Kita belajar berdoa dalam setiap keadaan, bukan hanya saat terdesak.
Kita belajar percaya, walaupun tidak mengerti.
Sebagai ibu, kita belajar menyerahkan anak-anak kita kepada Tuhan.
Sebagai istri, kita belajar mendukung suami dengan doa dan iman.
Sebagai pelayan, kita melayani dengan hati yang bergantung pada Tuhan.
Saudari-saudari,
Mari kita mengambil komitmen hari ini:
Untuk lebih mengandalkan Tuhan daripada diri sendiri.
Untuk lebih percaya pada firman Tuhan daripada perasaan kita.
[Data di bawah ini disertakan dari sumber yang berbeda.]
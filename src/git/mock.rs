use crate::error::{DeployError, Result};
use crate::git::Repository;
use std::sync::Mutex;

/// Mock repository for testing without actual git operations
///
/// Answers `describe` from canned values and records every side effect, in
/// order, as the equivalent git command line.
pub struct MockRepository {
    described: Option<String>,
    nearest: Option<String>,
    fail_tag: bool,
    fail_push: bool,
    fail_push_tags: bool,
    calls: Mutex<Vec<String>>,
}

impl MockRepository {
    /// Create a mock without any tags
    pub fn new() -> Self {
        MockRepository {
            described: None,
            nearest: None,
            fail_tag: false,
            fail_push: false,
            fail_push_tags: false,
            calls: Mutex::new(Vec::new()),
        }
    }

    /// HEAD is exactly on `tag`
    pub fn on_tag(tag: &str) -> Self {
        Self::new().with_describe(tag, tag)
    }

    /// HEAD is `distance` commits past `tag`
    pub fn past_tag(tag: &str, distance: u32) -> Self {
        Self::new().with_describe(&format!("{}-{}-g1234abc", tag, distance), tag)
    }

    pub fn with_describe(mut self, described: &str, nearest: &str) -> Self {
        self.described = Some(described.to_string());
        self.nearest = Some(nearest.to_string());
        self
    }

    pub fn failing_tag(mut self) -> Self {
        self.fail_tag = true;
        self
    }

    pub fn failing_push(mut self) -> Self {
        self.fail_push = true;
        self
    }

    pub fn failing_push_tags(mut self) -> Self {
        self.fail_push_tags = true;
        self
    }

    /// Side effects performed so far
    pub fn calls(&self) -> Vec<String> {
        self.calls.lock().map(|calls| calls.clone()).unwrap_or_default()
    }

    fn record(&self, call: String) {
        if let Ok(mut calls) = self.calls.lock() {
            calls.push(call);
        }
    }
}

impl Default for MockRepository {
    fn default() -> Self {
        Self::new()
    }
}

impl Repository for MockRepository {
    fn describe(&self, _pattern: &str, abbreviate: bool) -> Result<Option<String>> {
        let answer = if abbreviate {
            &self.described
        } else {
            &self.nearest
        };
        Ok(answer.clone())
    }

    fn create_tag(&self, name: &str) -> Result<()> {
        self.record(format!("git tag {}", name));
        if self.fail_tag {
            return Err(DeployError::Git(git2::Error::from_str("tag already exists")));
        }
        Ok(())
    }

    fn push(&self) -> Result<()> {
        self.record("git push".to_string());
        if self.fail_push {
            return Err(DeployError::remote("rejected (non-fast-forward)"));
        }
        Ok(())
    }

    fn push_tags(&self) -> Result<()> {
        self.record("git push --tags".to_string());
        if self.fail_push_tags {
            return Err(DeployError::remote("rejected"));
        }
        Ok(())
    }
}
Untuk tetap setia, walaupun keadaan tidak mudah.
Mulailah dari hal kecil:
Luangkan waktu untuk berdoa setiap hari.
Serahkan setiap pergumulan kepada Tuhan.
Percaya bahwa Tuhan sedang bekerja, walaupun kita belum melihat hasilnya.
Saudari-saudari yang dikasihi Tuhan,
Dunia akan terus menuntut kita untuk kuat. Tetapi Tuhan tidak hanya ingin kita kuat—Tuhan ingin kita percaya.
Karena kekuatan sejati bukan berasal dari diri kita, tetapi dari Tuhan.
Akhirnya,
Biarlah kita menjadi perempuan yang kuat bukan karena kemampuan kita, tetapi karena kita bersandar kepada Tuhan.
Biarlah iman kita tidak bergantung pada hikmat manusia, tetapi sepenuhnya pada kekuatan Allah yang tidak pernah gagal.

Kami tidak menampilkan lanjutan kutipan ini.